** Extracted data follows **

/*
This file is part of the Building Aggregration Tool
Copyright (C) 2022 Novel-T

The Building Aggregration Tool is free software: you can redistribute it and/or modify
it under the terms of the GNU General Public License as published by
the Free Software Foundation, either version 3 of the License, or
(at your option) any later version.

This program is distributed in the hope that it will be useful,
but WITHOUT ANY WARRANTY; without even the implied warranty of
MERCHANTABILITY or FITNESS FOR A PARTICULAR PURPOSE.  See the
GNU General Public License for more details.

You should have received a copy of the GNU General Public License
along with this program.  If not, see <http://www.gnu.org/licenses/>.
*/

//! Pipeline configuration, shared by every host integration and the demo
//! CLI. Deserializes directly from JSON so downstream config loaders
//! (out of scope for this crate) can hand it a file or an inline value.

use serde::{Deserialize, Serialize};

#[derive(Debug, Clone, Copy, PartialEq, Eq, Serialize, Deserialize)]
#[serde(rename_all = "lowercase")]
pub enum ProxyMaskMode {
    Off,
    Minmask,
    Fill,
}

#[derive(Debug, Clone, Copy, PartialEq, Eq, Serialize, Deserialize)]
#[serde(rename_all = "lowercase")]
pub enum ModelPresenceMode {
    Ink,
    Edge,
    Proxy,
    Occ,
    Any,
}

#[derive(Debug, Clone, Serialize, Deserialize)]
#[serde(rename_all = "snake_case")]
pub struct Config {
    // --- grid / resolution ---
    pub cell_size_paper_in: f64,
    pub max_sheet_width_in: f64,
    pub max_sheet_height_in: f64,
    pub max_w: u32,
    pub max_h: u32,
    pub tile_size: u32,
    pub adaptive_tile_size: bool,

    // --- bounds ---
    pub bounds_buffer_in: f64,
    pub anno_crop_margin_in: f64,
    pub anno_expand_cap_in: f64,
    pub anno_expand_cap_cells: u32,

    // --- depth / classification ---
    pub depth_eps_ft: f64,
    pub tiny_max: u32,
    pub thin_max: u32,

    // --- layer semantics ---
    pub proxy_mask_mode: ProxyMaskMode,
    pub model_presence_mode: ModelPresenceMode,

    // --- extents scan budgets ---
    pub extents_scan_max_elements: u32,
    pub extents_scan_time_budget_s: f64,

    // --- collection ---
    pub coarse_spatial_filter_enabled: bool,
    pub coarse_spatial_filter_pad_ft: f64,
    pub enable_multicategory_filter: bool,

    // --- cache (excluded from config_hash; see cache.rs) ---
    pub view_cache_enabled: bool,
    pub view_cache_dir: String,
    pub view_cache_require_doc_unmodified: bool,

    // --- diagnostics ---
    pub diagnostics_max_events: usize,
}

impl Default for Config {
    fn default() -> Self {
        Config {
            cell_size_paper_in: 1.0 / 8.0,
            max_sheet_width_in: 36.0,
            max_sheet_height_in: 24.0,
            max_w: 4000,
            max_h: 4000,
            tile_size: 16,
            adaptive_tile_size: false,

            bounds_buffer_in: 0.25,
            anno_crop_margin_in: 0.5,
            anno_expand_cap_in: 6.0,
            anno_expand_cap_cells: 64,

            depth_eps_ft: 1e-6,
            tiny_max: 2,
            thin_max: 10,

            proxy_mask_mode: ProxyMaskMode::Minmask,
            model_presence_mode: ModelPresenceMode::Ink,

            extents_scan_max_elements: 50_000,
            extents_scan_time_budget_s: 5.0,

            coarse_spatial_filter_enabled: true,
            coarse_spatial_filter_pad_ft: 5.0,
            enable_multicategory_filter: true,

            view_cache_enabled: true,
            view_cache_dir: "vop_cache".to_string(),
            view_cache_require_doc_unmodified: true,

            diagnostics_max_events: 5_000,
        }
    }
}

impl Config {
    /// Validates range/type constraints, returning a list of human-readable
    /// problems instead of panicking — callers decide whether any problem is
    /// fatal for their run.
    pub fn validate(&self) -> Vec<String> {
        let mut errors = Vec::new();

        if self.cell_size_paper_in <= 0.0 {
            errors.push("cell_size_paper_in must be > 0".to_string());
        }
        if self.max_sheet_width_in <= 0.0 || self.max_sheet_height_in <= 0.0 {
            errors.push("max_sheet_{width,height}_in must be > 0".to_string());
        }
        if self.max_w == 0 || self.max_h == 0 {
            errors.push("max_w and max_h must be > 0".to_string());
        }
        if self.tile_size == 0 {
            errors.push("tile_size must be > 0".to_string());
        }
        if self.bounds_buffer_in < 0.0 {
            errors.push("bounds_buffer_in must be >= 0".to_string());
        }
        if self.tiny_max == 0 {
            errors.push("tiny_max must be > 0".to_string());
        }
        if self.thin_max < self.tiny_max {
            errors.push("thin_max must be >= tiny_max".to_string());
        }
        if self.extents_scan_max_elements == 0 {
            errors.push("extents_scan_max_elements must be > 0".to_string());
        }
        if self.extents_scan_time_budget_s <= 0.0 {
            errors.push("extents_scan_time_budget_s must be > 0".to_string());
        }
        if self.diagnostics_max_events == 0 {
            errors.push("diagnostics_max_events must be > 0".to_string());
        }

        errors
    }

    /// Canonical JSON for config hashing — cache-location fields are excluded
    /// so relocating the cache directory doesn't invalidate it (see cache.rs).
    pub fn to_hashable_json(&self) -> serde_json::Value {
        let mut v = serde_json::to_value(self).expect("Config always serializes");
        if let Some(obj) = v.as_object_mut() {
            obj.remove("view_cache_enabled");
            obj.remove("view_cache_dir");
            obj.remove("view_cache_require_doc_unmodified");
        }
        v
    }
}

#[cfg(test)]
mod test {
    use super::*;

    #[test]
    fn default_config_is_valid() {
        let cfg = Config::default();
        assert!(cfg.validate().is_empty());
    }

    #[test]
    fn invalid_config_reports_problems() {
        let mut cfg = Config::default();
        cfg.cell_size_paper_in = -1.0;
        cfg.thin_max = 0;
        cfg.tiny_max = 5;
        let errors = cfg.validate();
        assert!(errors.iter().any(|e| e.contains("cell_size_paper_in")));
        assert!(errors.iter().any(|e| e.contains("thin_max")));
    }

    #[test]
    fn hashable_json_excludes_cache_fields() {
        let cfg = Config::default();
        let v = cfg.to_hashable_json();
        let obj = v.as_object().unwrap();
        assert!(!obj.contains_key("view_cache_dir"));
        assert!(obj.contains_key("tiny_max"));
    }
}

** End of Extracted data **

### Required action:
From the lines above, copy those that contain the word "Public".

### Result of the task:
it under the terms of the GNU General Public License as published by
GNU General Public License for more details.
You should have received a copy of the GNU General Public License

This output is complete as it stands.